Assigned task
Check every line of the data below for the word "StatusCode". Copy the ones that have it.

Exercise material
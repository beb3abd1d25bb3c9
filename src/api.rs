//! HTTP surface for wikirag.
//!
//! This module exposes a compact Axum router over the processing pipeline:
//!
//! - `POST /api/upload` – Store a PDF under the upload directory (extension check only).
//! - `POST /api/index` – Run the ingestion pipeline over both source directories.
//! - `POST /api/ask` – Answer a question from the indexed corpus with source citations.
//! - `POST /api/wipe` – Delete and recreate the index.
//! - `POST /api/export` – Download the on-disk index as a zip archive.
//! - `POST /api/import` – Destructively replace the index with an uploaded archive.
//! - `GET /api/metrics` – Observe ingestion and retrieval counters.
//! - `GET /healthz` – Liveness signal with no index dependency.
//!
//! Authentication and the HTML chat UI live outside this crate; only the
//! semantic contract of each endpoint is implemented here.

use crate::metrics::MetricsSnapshot;
use crate::processing::{Answer, AskError, IngestSummary, ProcessingApi, ProcessingError};
use axum::{
    Json, Router,
    extract::{Multipart, State},
    http::{StatusCode, header},
    response::{IntoResponse, Response},
    routing::{get, post},
};
use serde::{Deserialize, Serialize};
use serde_json::json;
use std::sync::Arc;

/// Default number of chunks retrieved per question.
const DEFAULT_TOP_K: usize = 5;

/// Build the HTTP router exposing the pipeline API surface.
pub fn create_router<S>(service: Arc<S>) -> Router
where
    S: ProcessingApi + 'static,
{
    Router::new()
        .route("/api/upload", post(upload::<S>))
        .route("/api/index", post(reindex::<S>))
        .route("/api/ask", post(ask::<S>))
        .route("/api/wipe", post(wipe::<S>))
        .route("/api/export", post(export::<S>))
        .route("/api/import", post(import::<S>))
        .route("/api/metrics", get(get_metrics::<S>))
        .route("/healthz", get(health))
        .with_state(service)
}

/// Success response for `POST /api/upload`.
#[derive(Serialize)]
struct UploadResponse {
    filename: String,
}

/// Accept a PDF upload as a multipart `pdf` field.
///
/// Rejection is by extension only; the design deliberately performs no
/// content sniffing.
async fn upload<S>(
    State(service): State<Arc<S>>,
    multipart: Multipart,
) -> Result<Json<UploadResponse>, AppError>
where
    S: ProcessingApi,
{
    let (filename, bytes) = read_file_field(multipart, &["pdf"]).await?;
    if !filename.to_lowercase().ends_with(".pdf") {
        return Err(AppError::BadRequest("Only PDF files are accepted".into()));
    }

    service.store_upload(&filename, bytes).await?;
    tracing::info!(file = %filename, "Upload accepted");
    Ok(Json(UploadResponse { filename }))
}

/// Run the ingestion pipeline and report aggregate totals.
async fn reindex<S>(State(service): State<Arc<S>>) -> Result<Json<IngestSummary>, AppError>
where
    S: ProcessingApi,
{
    let summary = service.reindex().await?;
    tracing::info!(
        pages = summary.pages,
        chunks = summary.chunks,
        "Index request completed"
    );
    Ok(Json(summary))
}

/// Request body for `POST /api/ask`.
#[derive(Deserialize)]
struct AskRequest {
    /// Question text.
    q: String,
    /// Optional number of chunks to retrieve (defaults to 5).
    #[serde(default)]
    k: Option<usize>,
}

/// Answer a question against the indexed corpus.
async fn ask<S>(
    State(service): State<Arc<S>>,
    Json(request): Json<AskRequest>,
) -> Result<Json<Answer>, AppError>
where
    S: ProcessingApi,
{
    let k = request.k.unwrap_or(DEFAULT_TOP_K).max(1);
    let answer = service.ask(&request.q, k).await?;
    Ok(Json(answer))
}

/// Confirmation body returned by wipe and import.
#[derive(Serialize)]
struct ConfirmationResponse {
    message: String,
}

/// Delete and recreate the index.
async fn wipe<S>(State(service): State<Arc<S>>) -> Result<Json<ConfirmationResponse>, AppError>
where
    S: ProcessingApi,
{
    service.wipe().await?;
    Ok(Json(ConfirmationResponse {
        message: "Index wiped".into(),
    }))
}

/// Download the on-disk index as a zip archive.
async fn export<S>(State(service): State<Arc<S>>) -> Result<Response, AppError>
where
    S: ProcessingApi,
{
    let bytes = service.export_index().await?;
    let headers = [
        (header::CONTENT_TYPE, "application/zip"),
        (
            header::CONTENT_DISPOSITION,
            "attachment; filename=\"index_export.zip\"",
        ),
    ];
    Ok((headers, bytes).into_response())
}

/// Destructively replace the index with an uploaded zip archive, sent as a
/// multipart `archive` field (`zip` is accepted as an alias).
async fn import<S>(
    State(service): State<Arc<S>>,
    multipart: Multipart,
) -> Result<Json<ConfirmationResponse>, AppError>
where
    S: ProcessingApi,
{
    let (filename, bytes) = read_file_field(multipart, &["archive", "zip"]).await?;
    if !filename.to_lowercase().ends_with(".zip") {
        return Err(AppError::BadRequest("A .zip archive is required".into()));
    }

    service.import_index(bytes).await?;
    Ok(Json(ConfirmationResponse {
        message: "Index imported; reindexing is not required".into(),
    }))
}

/// Return a concise metrics snapshot of pipeline counters.
async fn get_metrics<S>(State(service): State<Arc<S>>) -> Json<MetricsSnapshot>
where
    S: ProcessingApi,
{
    Json(service.metrics_snapshot())
}

/// Trivial liveness signal.
async fn health() -> Json<serde_json::Value> {
    Json(json!({ "ok": true }))
}

/// Pull the expected file field out of a multipart body. Fields under any
/// other name are skipped, whether or not they carry a filename.
async fn read_file_field(
    mut multipart: Multipart,
    expected_names: &[&str],
) -> Result<(String, Vec<u8>), AppError> {
    while let Some(field) = multipart
        .next_field()
        .await
        .map_err(|error| AppError::BadRequest(format!("Malformed multipart body: {error}")))?
    {
        let is_expected = field
            .name()
            .is_some_and(|name| expected_names.contains(&name));
        if !is_expected {
            continue;
        }

        let filename = field
            .file_name()
            .map(str::to_string)
            .filter(|name| !name.is_empty())
            .ok_or_else(|| AppError::BadRequest("No file provided".into()))?;
        let bytes = field
            .bytes()
            .await
            .map_err(|error| AppError::BadRequest(format!("Failed to read upload: {error}")))?;
        return Ok((filename, bytes.to_vec()));
    }

    Err(AppError::BadRequest("No file provided".into()))
}

/// Error envelope translating pipeline failures into HTTP responses.
///
/// Input errors map to 400, remote-provider failures to 503 so repeated
/// outages surface as "service unavailable" rather than a generic fault, and
/// everything else to 500.
enum AppError {
    BadRequest(String),
    Ask(AskError),
    Processing(ProcessingError),
}

impl IntoResponse for AppError {
    fn into_response(self) -> Response {
        let (status, message) = match self {
            Self::BadRequest(message) => (StatusCode::BAD_REQUEST, message),
            Self::Ask(AskError::EmptyQuestion) => {
                (StatusCode::BAD_REQUEST, AskError::EmptyQuestion.to_string())
            }
            Self::Ask(error @ (AskError::Embedding(_) | AskError::Generation(_))) => {
                (StatusCode::SERVICE_UNAVAILABLE, error.to_string())
            }
            Self::Ask(error) => (StatusCode::INTERNAL_SERVER_ERROR, error.to_string()),
            Self::Processing(ProcessingError::NoSourceFiles) => (
                StatusCode::BAD_REQUEST,
                ProcessingError::NoSourceFiles.to_string(),
            ),
            Self::Processing(error @ ProcessingError::Embedding(_)) => {
                (StatusCode::SERVICE_UNAVAILABLE, error.to_string())
            }
            Self::Processing(error) => (StatusCode::INTERNAL_SERVER_ERROR, error.to_string()),
        };
        (status, Json(json!({ "error": message }))).into_response()
    }
}

impl From<AskError> for AppError {
    fn from(inner: AskError) -> Self {
        Self::Ask(inner)
    }
}

impl From<ProcessingError> for AppError {
    fn from(inner: ProcessingError) -> Self {
        Self::Processing(inner)
    }
}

Your response
    http::{StatusCode, header},
            Self::BadRequest(message) => (StatusCode::BAD_REQUEST, message),
                (StatusCode::BAD_REQUEST, AskError::EmptyQuestion.to_string())
                (StatusCode::SERVICE_UNAVAILABLE, error.to_string())
            Self::Ask(error) => (StatusCode::INTERNAL_SERVER_ERROR, error.to_string()),
                StatusCode::BAD_REQUEST,
                (StatusCode::SERVICE_UNAVAILABLE, error.to_string())
            Self::Processing(error) => (StatusCode::INTERNAL_SERVER_ERROR, error.to_string()),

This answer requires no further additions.